▶ [REQUIRED ACTION] From the first line through the one containing "and outputs are", restate the listing word for word, and give no other lines.

▶ [SOURCE RECORDS]
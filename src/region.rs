//! Region of interest construction.
//!
//! Regions are closed polygons in geographic coordinates (longitude/latitude in
//! degrees). They are built either from a point buffered by a radius in meters,
//! or from a west/south/east/north bounding box. All queries and outputs are
//! clipped to the region.

use geo::{
    BoundingRect, Contains, Coord, Destination, GeodesicArea, Haversine, LineString, Point, Polygon,
    Rect,
};
use serde::ser::{Serialize, SerializeStruct, Serializer};

use crate::error::{AnalysisError, Result};

/// Number of vertices used to approximate a buffered point.
const BUFFER_VERTICES: usize = 64;

/// Largest accepted buffer radius in meters.
const MAX_RADIUS_M: f64 = 1_000_000.0;

/// A closed polygon over which an analysis runs.
#[derive(Debug, Clone, PartialEq)]
pub struct RegionOfInterest {
    polygon: Polygon<f64>,
}

impl RegionOfInterest {
    /// Buffer a point by `radius_m` meters.
    ///
    /// The buffer is a geodesic circle approximated by a regular ring of
    /// destination points. Buffers that would wrap across the antimeridian or
    /// over a pole are rejected.
    pub fn from_point(lat: f64, lon: f64, radius_m: f64) -> Result<Self> {
        check_lat(lat)?;
        check_lon(lon)?;
        if !radius_m.is_finite() || radius_m <= 0.0 {
            return Err(AnalysisError::validation(format!(
                "radius must be positive, got {radius_m}"
            )));
        }
        if radius_m > MAX_RADIUS_M {
            return Err(AnalysisError::validation(format!(
                "radius {radius_m} m exceeds the maximum of {MAX_RADIUS_M} m"
            )));
        }

        let origin = Point::new(lon, lat);
        let mut ring: Vec<Coord<f64>> = (0..BUFFER_VERTICES)
            .map(|i| {
                let bearing = 360.0 * i as f64 / BUFFER_VERTICES as f64;
                Haversine.destination(origin, bearing, radius_m).0
            })
            .collect();

        let (min_lon, max_lon) = ring.iter().fold((f64::MAX, f64::MIN), |(lo, hi), c| {
            (lo.min(c.x), hi.max(c.x))
        });
        let wraps = min_lon < -180.0 || max_lon > 180.0 || max_lon - min_lon > 180.0;
        if wraps || ring.iter().any(|c| c.y.abs() >= 90.0) {
            return Err(AnalysisError::validation(
                "buffered region crosses the antimeridian or a pole",
            ));
        }

        ring.push(ring[0]);
        Ok(Self {
            polygon: Polygon::new(LineString::from(ring), vec![]),
        })
    }

    /// Build a rectangular region from bounds in degrees.
    pub fn from_bounds(west: f64, south: f64, east: f64, north: f64) -> Result<Self> {
        check_lon(west)?;
        check_lon(east)?;
        check_lat(south)?;
        check_lat(north)?;
        if west >= east || south >= north {
            return Err(AnalysisError::validation(format!(
                "bounds must satisfy west < east and south < north, got \
                 ({west}, {south}, {east}, {north})"
            )));
        }

        let rect = Rect::new(Coord { x: west, y: south }, Coord { x: east, y: north });
        Ok(Self {
            polygon: rect.to_polygon(),
        })
    }

    /// The exact polygon of the region.
    pub fn polygon(&self) -> &Polygon<f64> {
        &self.polygon
    }

    /// Axis-aligned envelope of the region.
    pub fn bounding_rect(&self) -> Rect<f64> {
        // a validated region always has at least three distinct vertices
        self.polygon
            .bounding_rect()
            .unwrap_or_else(|| Rect::new(Coord { x: 0.0, y: 0.0 }, Coord { x: 0.0, y: 0.0 }))
    }

    /// Region covering the envelope of this one.
    pub fn bounds(&self) -> RegionOfInterest {
        RegionOfInterest {
            polygon: self.bounding_rect().to_polygon(),
        }
    }

    /// `[west, south, east, north]` of the envelope.
    pub fn wsen(&self) -> [f64; 4] {
        let r = self.bounding_rect();
        [r.min().x, r.min().y, r.max().x, r.max().y]
    }

    /// Geodesic area in square meters.
    pub fn area_m2(&self) -> f64 {
        self.polygon.geodesic_area_unsigned()
    }

    /// Whether the point lies strictly inside the region.
    pub fn contains(&self, lon: f64, lat: f64) -> bool {
        self.polygon.contains(&Point::new(lon, lat))
    }

    /// Exterior ring as `[lon, lat]` pairs, closed.
    pub fn exterior(&self) -> Vec<[f64; 2]> {
        self.polygon
            .exterior()
            .coords()
            .map(|c| [c.x, c.y])
            .collect()
    }
}

/// Serialized as a GeoJSON `Polygon`.
impl Serialize for RegionOfInterest {
    fn serialize<S>(&self, serializer: S) -> std::result::Result<S::Ok, S::Error>
    where
        S: Serializer,
    {
        let mut state = serializer.serialize_struct("Polygon", 2)?;
        state.serialize_field("type", "Polygon")?;
        state.serialize_field("coordinates", &[self.exterior()])?;
        state.end()
    }
}

fn check_lat(lat: f64) -> Result<()> {
    if !(-90.0..=90.0).contains(&lat) {
        return Err(AnalysisError::validation(format!(
            "latitude {lat} outside [-90, 90]"
        )));
    }
    Ok(())
}

fn check_lon(lon: f64) -> Result<()> {
    if !(-180.0..=180.0).contains(&lon) {
        return Err(AnalysisError::validation(format!(
            "longitude {lon} outside [-180, 180]"
        )));
    }
    Ok(())
}

#[cfg(test)]
mod tests {
    use super::*;
    use geo::Distance;

    #[test]
    fn test_point_buffer_has_area_and_contains_origin() {
        for (lat, lon, radius) in [
            (-15.7938, -47.8828, 5000.0),
            (0.0, 0.0, 1.0),
            (60.0, 179.0, 20_000.0),
            (-45.5, -120.25, 250_000.0),
        ] {
            let region = RegionOfInterest::from_point(lat, lon, radius).unwrap();
            assert!(region.area_m2() > 0.0, "area for {lat},{lon},{radius}");
            assert!(region.contains(lon, lat), "origin for {lat},{lon},{radius}");
        }
    }

    #[test]
    fn test_point_buffer_area_close_to_circle() {
        let region = RegionOfInterest::from_point(-15.7938, -47.8828, 5000.0).unwrap();
        let circle = std::f64::consts::PI * 5000.0 * 5000.0;
        let ratio = region.area_m2() / circle;
        assert!(ratio > 0.99 && ratio < 1.01, "ratio {ratio}");
    }

    #[test]
    fn test_point_buffer_ring_is_closed() {
        let region = RegionOfInterest::from_point(10.0, 10.0, 1000.0).unwrap();
        let ring = region.exterior();
        assert_eq!(ring.len(), BUFFER_VERTICES + 1);
        assert_eq!(ring.first(), ring.last());
    }

    #[test]
    fn test_point_rejects_invalid_input() {
        assert!(RegionOfInterest::from_point(91.0, 0.0, 10.0).is_err());
        assert!(RegionOfInterest::from_point(0.0, -180.5, 10.0).is_err());
        assert!(RegionOfInterest::from_point(0.0, 0.0, 0.0).is_err());
        assert!(RegionOfInterest::from_point(0.0, 0.0, -5.0).is_err());
        assert!(RegionOfInterest::from_point(0.0, 0.0, f64::NAN).is_err());
        assert!(RegionOfInterest::from_point(0.0, 179.99, 50_000.0).is_err());
        assert!(RegionOfInterest::from_point(0.0, -179.99, 50_000.0).is_err());
        assert!(RegionOfInterest::from_point(89.9, 0.0, 50_000.0).is_err());
        assert!(RegionOfInterest::from_point(0.0, 0.0, 1_000_001.0).is_err());
    }

    #[test]
    fn test_point_buffer_radius_is_geodesic() {
        let (lat, lon, radius) = (-15.7938, -47.8828, 5000.0);
        let region = RegionOfInterest::from_point(lat, lon, radius).unwrap();
        let origin = Point::new(lon, lat);
        for [x, y] in region.exterior() {
            let d = Haversine.distance(origin, Point::new(x, y));
            assert!((d - radius).abs() < 1e-6 * radius, "vertex at {d} m");
        }
    }

    #[test]
    fn test_bounds_region() {
        let region = RegionOfInterest::from_bounds(-85.0, -56.0, -34.0, 13.0).unwrap();
        assert_eq!(region.wsen(), [-85.0, -56.0, -34.0, 13.0]);
        assert!(region.contains(-60.0, -20.0));
        assert!(!region.contains(-30.0, -20.0));
        assert!(region.area_m2() > 0.0);
    }

    #[test]
    fn test_bounds_rejects_inverted_box() {
        assert!(matches!(
            RegionOfInterest::from_bounds(-34.0, -56.0, -85.0, 13.0),
            Err(AnalysisError::Validation(_))
        ));
        assert!(RegionOfInterest::from_bounds(-85.0, 13.0, -34.0, 13.0).is_err());
    }

    #[test]
    fn test_envelope_contains_buffer() {
        let region = RegionOfInterest::from_point(-15.7938, -47.8828, 5000.0).unwrap();
        let envelope = region.bounds();
        assert!(envelope.area_m2() > region.area_m2());
        for [lon, lat] in region.exterior() {
            let [w, s, e, n] = envelope.wsen();
            assert!(lon >= w && lon <= e && lat >= s && lat <= n);
        }
    }

    #[test]
    fn test_serializes_as_geojson() {
        let region = RegionOfInterest::from_bounds(0.0, 0.0, 1.0, 1.0).unwrap();
        let json = serde_json::to_value(&region).unwrap();
        assert_eq!(json["type"], "Polygon");
        assert_eq!(json["coordinates"][0].as_array().unwrap().len(), 5);
    }
}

▶ [ANSWER FOR THIS EXERCISE]
filename src/region.rs
//! Region of interest construction.
//!
//! Regions are closed polygons in geographic coordinates (longitude/latitude in
//! degrees). They are built either from a point buffered by a radius in meters,
//! or from a west/south/east/north bounding box. All queries and outputs are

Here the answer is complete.